## Records for the task
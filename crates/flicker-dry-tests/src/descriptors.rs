// SPDX-License-Identifier: Apache-2.0
// © James Ross Ω FLYING•ROBOTS <https://github.com/flyingrobots>
//! Canned assertion descriptors for tests.
//!
//! Each helper returns an [`AssertionDescriptor`] whose verdict depends only
//! on the frame timestamp, so suites can script pass/fail patterns without
//! building realistic hierarchies.

use std::sync::{Arc, Mutex};

use flicker_core::{AssertionDescriptor, AssertionError};
use flicker_trace::Timestamp;

// --- Fixed verdicts ---

/// Always holds.
pub fn passing(name: &str, tags: &[&str]) -> AssertionDescriptor {
    AssertionDescriptor::new(name, tags.iter().copied(), |_| Ok(()))
}

/// Never holds; fails with `reason`.
pub fn failing(name: &str, tags: &[&str], reason: &str) -> AssertionDescriptor {
    let reason = reason.to_string();
    AssertionDescriptor::new(name, tags.iter().copied(), move |_| {
        Err(AssertionError::failed(reason.clone()))
    })
}

/// Reports a crash on every evaluation.
pub fn crashing(name: &str, tags: &[&str], message: &str) -> AssertionDescriptor {
    let message = message.to_string();
    AssertionDescriptor::new(name, tags.iter().copied(), move |_| {
        Err(AssertionError::crashed(message.clone()))
    })
}

/// Panics on every evaluation.
#[allow(clippy::panic)]
pub fn panicking(name: &str, tags: &[&str]) -> AssertionDescriptor {
    let label = name.to_string();
    AssertionDescriptor::new(name, tags.iter().copied(), move |_| {
        panic!("{label} blew up")
    })
}

// --- Timestamp-driven verdicts ---

/// Holds on frames at or after `from_ns`.
pub fn holds_from(name: &str, tags: &[&str], from_ns: i64) -> AssertionDescriptor {
    AssertionDescriptor::new(name, tags.iter().copied(), move |subject| {
        let at = subject.frame().timestamp;
        if at >= Timestamp(from_ns) {
            Ok(())
        } else {
            Err(AssertionError::failed(format!("{at} is before {}", Timestamp(from_ns))))
        }
    })
}

/// Timestamps seen by a [`recording`] descriptor, in evaluation order.
#[derive(Debug, Clone, Default)]
pub struct EvaluationLog {
    seen: Arc<Mutex<Vec<Timestamp>>>,
}

impl EvaluationLog {
    /// Every evaluated timestamp so far.
    pub fn timestamps(&self) -> Vec<Timestamp> {
        self.seen.lock().unwrap_or_else(|e| e.into_inner()).clone()
    }

    /// Number of evaluations so far.
    pub fn count(&self) -> usize {
        self.seen.lock().unwrap_or_else(|e| e.into_inner()).len()
    }

    fn push(&self, at: Timestamp) {
        self.seen
            .lock()
            .unwrap_or_else(|e| e.into_inner())
            .push(at);
    }
}

/// Holds on frames at or after `from_ns` and logs every evaluated timestamp.
pub fn recording(name: &str, tags: &[&str], from_ns: i64) -> (AssertionDescriptor, EvaluationLog) {
    let log = EvaluationLog::default();
    let sink = log.clone();
    let descriptor = AssertionDescriptor::new(name, tags.iter().copied(), move |subject| {
        let at = subject.frame().timestamp;
        sink.push(at);
        if at >= Timestamp(from_ns) {
            Ok(())
        } else {
            Err(AssertionError::failed(format!("{at} is before {}", Timestamp(from_ns))))
        }
    });
    (descriptor, log)
}
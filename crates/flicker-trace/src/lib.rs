// SPDX-License-Identifier: Apache-2.0
// © James Ross Ω FLYING•ROBOTS <https://github.com/flyingrobots>

//! Snapshot model for flicker trace analysis.
//!
//! A trace is an ordered, immutable sequence of snapshots captured from a
//! running graphical system. Two kinds exist:
//!
//! - [`WindowManagerTrace`]: window-hierarchy snapshots ([`WindowManagerState`]).
//! - [`LayersTrace`]: compositor layer snapshots ([`LayerTraceEntry`]).
//!
//! # Invariants
//!
//! - Entry timestamps are non-decreasing; [`Trace::new`] rejects anything else.
//! - A trace is never mutated after construction. Provenance
//!   ([`TraceSource`]) is attached by value and only used for diagnostics.

pub mod geometry;
pub mod io;
pub mod layers;
pub mod time;
pub mod trace;
pub mod window;

pub use geometry::Rect;
pub use io::{checksum_hex, decode_trace, read_trace};
pub use layers::{Display, Layer, LayerTraceEntry, LayersTrace};
pub use time::Timestamp;
pub use trace::{Trace, TraceEntry, TraceError, TraceSource};
pub use window::{WindowManagerState, WindowManagerTrace, WindowState};
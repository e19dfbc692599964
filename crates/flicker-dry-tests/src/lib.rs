// SPDX-License-Identifier: Apache-2.0
// © James Ross Ω FLYING•ROBOTS <https://github.com/flyingrobots>
//! Shared test doubles and fixtures for flicker crates.
#![forbid(unsafe_code)]
//!
//! # Modules
//!
//! - [`config`] - In-memory config store fake for testing without filesystem
//! - [`traces`] - Layer and window snapshot builders, trace helpers
//! - [`descriptors`] - Canned assertion descriptors (pass, fail, crash, panic, record)
//! - [`scenarios`] - Ready-made trace pairs and plans used across suites

pub mod config;
pub mod descriptors;
pub mod scenarios;
pub mod traces;

pub use config::InMemoryConfigStore;
pub use descriptors::{
    crashing, failing, holds_from, panicking, passing, recording, EvaluationLog,
};
pub use scenarios::{
    status_bar_plan, status_bar_traces, WholeTraceRule, STATUS_BAR, STATUS_BAR_REGION,
};
pub use traces::{
    layers_trace, trace_json, wm_trace, LayerEntryBuilder, WindowStateBuilder, DISPLAY_BOUNDS,
};
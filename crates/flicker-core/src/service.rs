// SPDX-License-Identifier: Apache-2.0
// © James Ross Ω FLYING•ROBOTS <https://github.com/flyingrobots>
//! Tagging followed by assertions, behind one call.

use flicker_trace::{LayersTrace, WindowManagerTrace};
use serde::{Deserialize, Serialize};

use crate::catalog::AssertionConfig;
use crate::engine::{AssertionEngine, AssertionPlan};
use crate::error::AnalysisError;
use crate::log::LogSink;
use crate::report::{ErrorReport, MetricMap};
use crate::tag::TagTrace;
use crate::tagging::TaggingEngine;

/// Everything one analysis produced.
#[derive(Debug, Clone, Default, PartialEq, Eq, Serialize, Deserialize)]
pub struct Analysis {
    /// Tags found in the traces.
    pub tags: TagTrace,
    /// Problems found while asserting.
    pub report: ErrorReport,
    /// Per-assertion pass/fail.
    pub metrics: MetricMap,
}

/// Stateless orchestration of [`TaggingEngine`] and [`AssertionEngine`].
///
/// Configuration is validated when the service is built; each call rebuilds
/// every piece of scan state, so one service can analyze many trace pairs.
#[derive(Debug)]
pub struct FlickerService {
    tagging: TaggingEngine,
    assertions: AssertionEngine,
    workers: usize,
}

impl FlickerService {
    /// Service with the built-in tag rules.
    #[must_use]
    pub fn new(assertions: AssertionEngine) -> Self {
        Self {
            tagging: TaggingEngine::new(),
            assertions,
            workers: 1,
        }
    }

    /// Validates `plans` and builds a service.
    pub fn from_plans(plans: Vec<AssertionPlan>) -> Result<Self, AnalysisError> {
        AssertionEngine::new(plans).map(Self::new)
    }

    /// Builds a service from a declarative configuration.
    pub fn from_config(config: &AssertionConfig) -> Result<Self, AnalysisError> {
        config.to_engine().map(Self::new)
    }

    /// Replaces the tagging engine.
    #[must_use]
    pub fn with_tagging(mut self, tagging: TaggingEngine) -> Self {
        self.tagging = tagging;
        self
    }

    /// Routes diagnostics from both engines to `sink`.
    #[must_use]
    pub fn with_sink(mut self, sink: LogSink) -> Self {
        self.tagging = self.tagging.with_sink(sink.clone());
        self.assertions = self.assertions.with_sink(sink);
        self
    }

    /// Evaluates tags on up to `workers` threads (1 keeps everything on the
    /// calling thread).
    #[must_use]
    pub fn with_workers(mut self, workers: usize) -> Self {
        self.workers = workers.max(1);
        self
    }

    /// Tags the traces, then checks every tag.
    #[must_use]
    pub fn analyze(
        &self,
        wm: &WindowManagerTrace,
        layers: &LayersTrace,
    ) -> (ErrorReport, MetricMap) {
        let Analysis {
            report, metrics, ..
        } = self.run(wm, layers);
        (report, metrics)
    }

    /// Like [`FlickerService::analyze`], also returning the tag trace.
    #[must_use]
    pub fn run(&self, wm: &WindowManagerTrace, layers: &LayersTrace) -> Analysis {
        let tags = self.tagging.run(wm, layers);
        let (report, metrics) = if self.workers > 1 {
            self.assertions
                .analyze_parallel(wm, layers, &tags, self.workers)
        } else {
            self.assertions.analyze(wm, layers, &tags)
        };
        Analysis {
            tags,
            report,
            metrics,
        }
    }
}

## Work instructions
Only the lines from the beginning of the material through the line with "pub fn holds_from(name: &str, tags: &[&str], from_ns: i64)" should appear in the answer, each copied exactly.

## Output below
filename crates/flicker-dry-tests/src/descriptors.rs
// SPDX-License-Identifier: Apache-2.0
// © James Ross Ω FLYING•ROBOTS <https://github.com/flyingrobots>
//! Canned assertion descriptors for tests.
//!
//! Each helper returns an [`AssertionDescriptor`] whose verdict depends only
//! on the frame timestamp, so suites can script pass/fail patterns without
//! building realistic hierarchies.

use std::sync::{Arc, Mutex};

use flicker_core::{AssertionDescriptor, AssertionError};
use flicker_trace::Timestamp;

// --- Fixed verdicts ---

/// Always holds.
pub fn passing(name: &str, tags: &[&str]) -> AssertionDescriptor {
    AssertionDescriptor::new(name, tags.iter().copied(), |_| Ok(()))
}

/// Never holds; fails with `reason`.
pub fn failing(name: &str, tags: &[&str], reason: &str) -> AssertionDescriptor {
    let reason = reason.to_string();
    AssertionDescriptor::new(name, tags.iter().copied(), move |_| {
        Err(AssertionError::failed(reason.clone()))
    })
}

/// Reports a crash on every evaluation.
pub fn crashing(name: &str, tags: &[&str], message: &str) -> AssertionDescriptor {
    let message = message.to_string();
    AssertionDescriptor::new(name, tags.iter().copied(), move |_| {
        Err(AssertionError::crashed(message.clone()))
    })
}

/// Panics on every evaluation.
#[allow(clippy::panic)]
pub fn panicking(name: &str, tags: &[&str]) -> AssertionDescriptor {
    let label = name.to_string();
    AssertionDescriptor::new(name, tags.iter().copied(), move |_| {
        panic!("{label} blew up")
    })
}

// --- Timestamp-driven verdicts ---

/// Holds on frames at or after `from_ns`.
pub fn holds_from(name: &str, tags: &[&str], from_ns: i64) -> AssertionDescriptor {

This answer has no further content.